Task goal |
Please write out the records exactly.

++++ Supplied data

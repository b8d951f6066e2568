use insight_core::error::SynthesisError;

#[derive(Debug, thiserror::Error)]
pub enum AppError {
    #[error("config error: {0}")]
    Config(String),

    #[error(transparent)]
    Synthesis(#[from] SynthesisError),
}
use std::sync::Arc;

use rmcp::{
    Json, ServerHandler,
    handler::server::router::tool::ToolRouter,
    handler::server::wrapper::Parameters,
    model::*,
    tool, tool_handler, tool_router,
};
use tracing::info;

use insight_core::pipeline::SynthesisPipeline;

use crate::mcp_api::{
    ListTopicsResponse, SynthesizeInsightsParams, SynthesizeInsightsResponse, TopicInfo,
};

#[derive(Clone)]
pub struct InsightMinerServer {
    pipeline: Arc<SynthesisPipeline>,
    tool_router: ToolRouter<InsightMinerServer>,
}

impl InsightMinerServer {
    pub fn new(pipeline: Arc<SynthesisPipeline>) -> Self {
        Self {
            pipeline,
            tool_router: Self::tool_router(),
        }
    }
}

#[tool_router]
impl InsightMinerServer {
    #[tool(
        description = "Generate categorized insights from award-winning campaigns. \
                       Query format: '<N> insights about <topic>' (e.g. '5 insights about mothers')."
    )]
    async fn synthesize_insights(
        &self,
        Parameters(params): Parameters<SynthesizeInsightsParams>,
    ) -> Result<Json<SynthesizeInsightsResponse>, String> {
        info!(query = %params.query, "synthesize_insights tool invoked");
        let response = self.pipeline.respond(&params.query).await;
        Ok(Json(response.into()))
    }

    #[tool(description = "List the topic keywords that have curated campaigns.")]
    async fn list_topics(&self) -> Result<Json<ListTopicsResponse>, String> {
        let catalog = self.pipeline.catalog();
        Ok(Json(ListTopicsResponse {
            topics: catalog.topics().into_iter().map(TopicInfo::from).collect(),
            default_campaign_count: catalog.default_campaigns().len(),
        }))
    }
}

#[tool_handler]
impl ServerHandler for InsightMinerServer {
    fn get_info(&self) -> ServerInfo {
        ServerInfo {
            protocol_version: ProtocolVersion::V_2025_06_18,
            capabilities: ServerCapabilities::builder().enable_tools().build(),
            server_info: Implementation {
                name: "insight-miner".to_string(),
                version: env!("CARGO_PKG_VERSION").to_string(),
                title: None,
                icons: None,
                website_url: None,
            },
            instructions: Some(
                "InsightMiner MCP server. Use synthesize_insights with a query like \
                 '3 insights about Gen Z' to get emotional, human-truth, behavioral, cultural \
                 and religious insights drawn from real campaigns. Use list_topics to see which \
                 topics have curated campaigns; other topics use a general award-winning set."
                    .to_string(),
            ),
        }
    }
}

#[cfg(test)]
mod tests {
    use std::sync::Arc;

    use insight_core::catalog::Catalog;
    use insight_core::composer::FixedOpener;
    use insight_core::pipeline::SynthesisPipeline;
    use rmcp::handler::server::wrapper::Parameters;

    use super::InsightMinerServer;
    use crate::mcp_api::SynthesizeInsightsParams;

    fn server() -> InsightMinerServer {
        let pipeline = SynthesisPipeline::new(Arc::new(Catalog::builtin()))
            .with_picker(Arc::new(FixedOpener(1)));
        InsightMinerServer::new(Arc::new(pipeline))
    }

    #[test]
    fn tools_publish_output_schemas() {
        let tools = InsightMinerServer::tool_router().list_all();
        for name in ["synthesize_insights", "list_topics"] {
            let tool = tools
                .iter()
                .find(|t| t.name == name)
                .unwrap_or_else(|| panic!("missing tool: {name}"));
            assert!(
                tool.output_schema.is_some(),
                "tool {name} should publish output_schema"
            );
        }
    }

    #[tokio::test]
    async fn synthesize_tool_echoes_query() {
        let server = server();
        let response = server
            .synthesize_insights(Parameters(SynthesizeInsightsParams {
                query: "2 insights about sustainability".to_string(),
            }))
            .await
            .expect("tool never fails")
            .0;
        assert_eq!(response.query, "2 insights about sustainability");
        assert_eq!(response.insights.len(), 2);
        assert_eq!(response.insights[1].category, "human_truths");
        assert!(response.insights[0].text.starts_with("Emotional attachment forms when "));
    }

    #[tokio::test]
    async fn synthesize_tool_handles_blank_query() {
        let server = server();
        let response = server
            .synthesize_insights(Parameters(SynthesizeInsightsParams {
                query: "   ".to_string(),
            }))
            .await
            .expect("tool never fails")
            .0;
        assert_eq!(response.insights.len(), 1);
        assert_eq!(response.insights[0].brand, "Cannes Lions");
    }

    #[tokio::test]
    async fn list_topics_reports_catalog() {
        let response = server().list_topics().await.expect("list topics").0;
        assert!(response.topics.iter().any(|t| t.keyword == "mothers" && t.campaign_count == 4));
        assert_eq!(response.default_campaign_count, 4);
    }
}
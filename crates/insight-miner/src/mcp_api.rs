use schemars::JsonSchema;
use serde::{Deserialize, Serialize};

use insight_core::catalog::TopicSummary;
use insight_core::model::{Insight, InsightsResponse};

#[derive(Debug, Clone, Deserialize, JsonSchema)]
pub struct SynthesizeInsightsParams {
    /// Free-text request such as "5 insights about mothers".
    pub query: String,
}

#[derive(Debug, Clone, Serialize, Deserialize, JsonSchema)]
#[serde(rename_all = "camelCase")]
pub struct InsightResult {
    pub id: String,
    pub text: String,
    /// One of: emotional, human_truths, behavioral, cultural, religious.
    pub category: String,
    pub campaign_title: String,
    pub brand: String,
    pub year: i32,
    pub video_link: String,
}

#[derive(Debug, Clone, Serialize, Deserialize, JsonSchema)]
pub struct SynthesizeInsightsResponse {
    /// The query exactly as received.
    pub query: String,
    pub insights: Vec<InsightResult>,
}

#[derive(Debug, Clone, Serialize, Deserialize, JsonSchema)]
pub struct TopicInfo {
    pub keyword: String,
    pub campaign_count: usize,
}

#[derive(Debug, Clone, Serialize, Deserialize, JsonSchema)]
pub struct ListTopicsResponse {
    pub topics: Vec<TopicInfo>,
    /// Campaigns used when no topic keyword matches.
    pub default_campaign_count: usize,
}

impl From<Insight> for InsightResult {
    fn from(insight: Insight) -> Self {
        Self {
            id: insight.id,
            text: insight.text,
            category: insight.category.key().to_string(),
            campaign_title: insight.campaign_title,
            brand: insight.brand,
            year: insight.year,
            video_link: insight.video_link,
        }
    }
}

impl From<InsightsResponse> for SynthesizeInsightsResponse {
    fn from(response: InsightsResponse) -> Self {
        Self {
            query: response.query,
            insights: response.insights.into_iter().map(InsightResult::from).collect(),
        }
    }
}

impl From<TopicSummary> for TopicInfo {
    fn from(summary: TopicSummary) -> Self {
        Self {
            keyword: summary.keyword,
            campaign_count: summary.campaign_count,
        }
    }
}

++++++++

Output for this exercise |
repository b8d951f6066e2568
use insight_core::error::SynthesisError;

#[derive(Debug, thiserror::Error)]
pub enum AppError {
    #[error("config error: {0}")]
    Config(String),

    #[error(transparent)]
    Synthesis(#[from] SynthesisError),
}
use std::sync::Arc;

use rmcp::{
    Json, ServerHandler,
    handler::server::router::tool::ToolRouter,
    handler::server::wrapper::Parameters,
    model::*,
    tool, tool_handler, tool_router,
};
use tracing::info;

use insight_core::pipeline::SynthesisPipeline;

use crate::mcp_api::{
    ListTopicsResponse, SynthesizeInsightsParams, SynthesizeInsightsResponse, TopicInfo,
};

#[derive(Clone)]
pub struct InsightMinerServer {
    pipeline: Arc<SynthesisPipeline>,
    tool_router: ToolRouter<InsightMinerServer>,
}

impl InsightMinerServer {
    pub fn new(pipeline: Arc<SynthesisPipeline>) -> Self {
        Self {
            pipeline,
            tool_router: Self::tool_router(),
        }
    }
}

#[tool_router]
impl InsightMinerServer {
    #[tool(
        description = "Generate categorized insights from award-winning campaigns. \
                       Query format: '<N> insights about <topic>' (e.g. '5 insights about mothers')."
    )]
    async fn synthesize_insights(
        &self,
        Parameters(params): Parameters<SynthesizeInsightsParams>,
    ) -> Result<Json<SynthesizeInsightsResponse>, String> {
        info!(query = %params.query, "synthesize_insights tool invoked");
        let response = self.pipeline.respond(&params.query).await;
        Ok(Json(response.into()))
    }

    #[tool(description = "List the topic keywords that have curated campaigns.")]
    async fn list_topics(&self) -> Result<Json<ListTopicsResponse>, String> {
        let catalog = self.pipeline.catalog();
        Ok(Json(ListTopicsResponse {
            topics: catalog.topics().into_iter().map(TopicInfo::from).collect(),
            default_campaign_count: catalog.default_campaigns().len(),
        }))
    }
}

#[tool_handler]
impl ServerHandler for InsightMinerServer {
    fn get_info(&self) -> ServerInfo {
        ServerInfo {
            protocol_version: ProtocolVersion::V_2025_06_18,
            capabilities: ServerCapabilities::builder().enable_tools().build(),
            server_info: Implementation {
                name: "insight-miner".to_string(),
                version: env!("CARGO_PKG_VERSION").to_string(),
                title: None,
                icons: None,
                website_url: None,
            },
            instructions: Some(
                "InsightMiner MCP server. Use synthesize_insights with a query like \
                 '3 insights about Gen Z' to get emotional, human-truth, behavioral, cultural \
                 and religious insights drawn from real campaigns. Use list_topics to see which \
                 topics have curated campaigns; other topics use a general award-winning set."
                    .to_string(),
            ),
        }
    }
}

#[cfg(test)]
mod tests {
    use std::sync::Arc;

    use insight_core::catalog::Catalog;
    use insight_core::composer::FixedOpener;
    use insight_core::pipeline::SynthesisPipeline;
    use rmcp::handler::server::wrapper::Parameters;

    use super::InsightMinerServer;
    use crate::mcp_api::SynthesizeInsightsParams;

    fn server() -> InsightMinerServer {
        let pipeline = SynthesisPipeline::new(Arc::new(Catalog::builtin()))
            .with_picker(Arc::new(FixedOpener(1)));
        InsightMinerServer::new(Arc::new(pipeline))
    }

    #[test]
    fn tools_publish_output_schemas() {
        let tools = InsightMinerServer::tool_router().list_all();
        for name in ["synthesize_insights", "list_topics"] {
            let tool = tools
                .iter()
                .find(|t| t.name == name)
                .unwrap_or_else(|| panic!("missing tool: {name}"));
            assert!(
                tool.output_schema.is_some(),
                "tool {name} should publish output_schema"
            );
        }
    }

    #[tokio::test]
    async fn synthesize_tool_echoes_query() {
        let server = server();
        let response = server
            .synthesize_insights(Parameters(SynthesizeInsightsParams {
                query: "2 insights about sustainability".to_string(),
            }))
            .await
            .expect("tool never fails")
            .0;
        assert_eq!(response.query, "2 insights about sustainability");
        assert_eq!(response.insights.len(), 2);
        assert_eq!(response.insights[1].category, "human_truths");
        assert!(response.insights[0].text.starts_with("Emotional attachment forms when "));
    }

    #[tokio::test]
    async fn synthesize_tool_handles_blank_query() {
        let server = server();
        let response = server
            .synthesize_insights(Parameters(SynthesizeInsightsParams {
                query: "   ".to_string(),
            }))
            .await
            .expect("tool never fails")
            .0;
        assert_eq!(response.insights.len(), 1);
        assert_eq!(response.insights[0].brand, "Cannes Lions");
    }

    #[tokio::test]
    async fn list_topics_reports_catalog() {
        let response = server().list_topics().await.expect("list topics").0;
        assert!(response.topics.iter().any(|t| t.keyword == "mothers" && t.campaign_count == 4));
        assert_eq!(response.default_campaign_count, 4);
    }
}
filename crates/insight-miner/src/mcp_api.rs
use schemars::JsonSchema;
use serde::{Deserialize, Serialize};

use insight_core::catalog::TopicSummary;
use insight_core::model::{Insight, InsightsResponse};

#[derive(Debug, Clone, Deserialize, JsonSchema)]
pub struct SynthesizeInsightsParams {
    /// Free-text request such as "5 insights about mothers".
    pub query: String,
}

#[derive(Debug, Clone, Serialize, Deserialize, JsonSchema)]
#[serde(rename_all = "camelCase")]
pub struct InsightResult {
    pub id: String,
    pub text: String,
    /// One of: emotional, human_truths, behavioral, cultural, religious.
    pub category: String,
    pub campaign_title: String,
    pub brand: String,
    pub year: i32,
    pub video_link: String,
}

#[derive(Debug, Clone, Serialize, Deserialize, JsonSchema)]
pub struct SynthesizeInsightsResponse {
    /// The query exactly as received.
    pub query: String,
    pub insights: Vec<InsightResult>,
}

#[derive(Debug, Clone, Serialize, Deserialize, JsonSchema)]
pub struct TopicInfo {
    pub keyword: String,
    pub campaign_count: usize,
}

#[derive(Debug, Clone, Serialize, Deserialize, JsonSchema)]
pub struct ListTopicsResponse {
    pub topics: Vec<TopicInfo>,
    /// Campaigns used when no topic keyword matches.
    pub default_campaign_count: usize,
}

impl From<Insight> for InsightResult {
    fn from(insight: Insight) -> Self {
        Self {
            id: insight.id,
            text: insight.text,
            category: insight.category.key().to_string(),
            campaign_title: insight.campaign_title,
            brand: insight.brand,
            year: insight.year,
            video_link: insight.video_link,
        }
    }
}

impl From<InsightsResponse> for SynthesizeInsightsResponse {
    fn from(response: InsightsResponse) -> Self {
        Self {
            query: response.query,
            insights: response.insights.into_iter().map(InsightResult::from).collect(),
        }
    }
}

impl From<TopicSummary> for TopicInfo {
    fn from(summary: TopicSummary) -> Self {
        Self {
            keyword: summary.keyword,
            campaign_count: summary.campaign_count,
        }
    }
}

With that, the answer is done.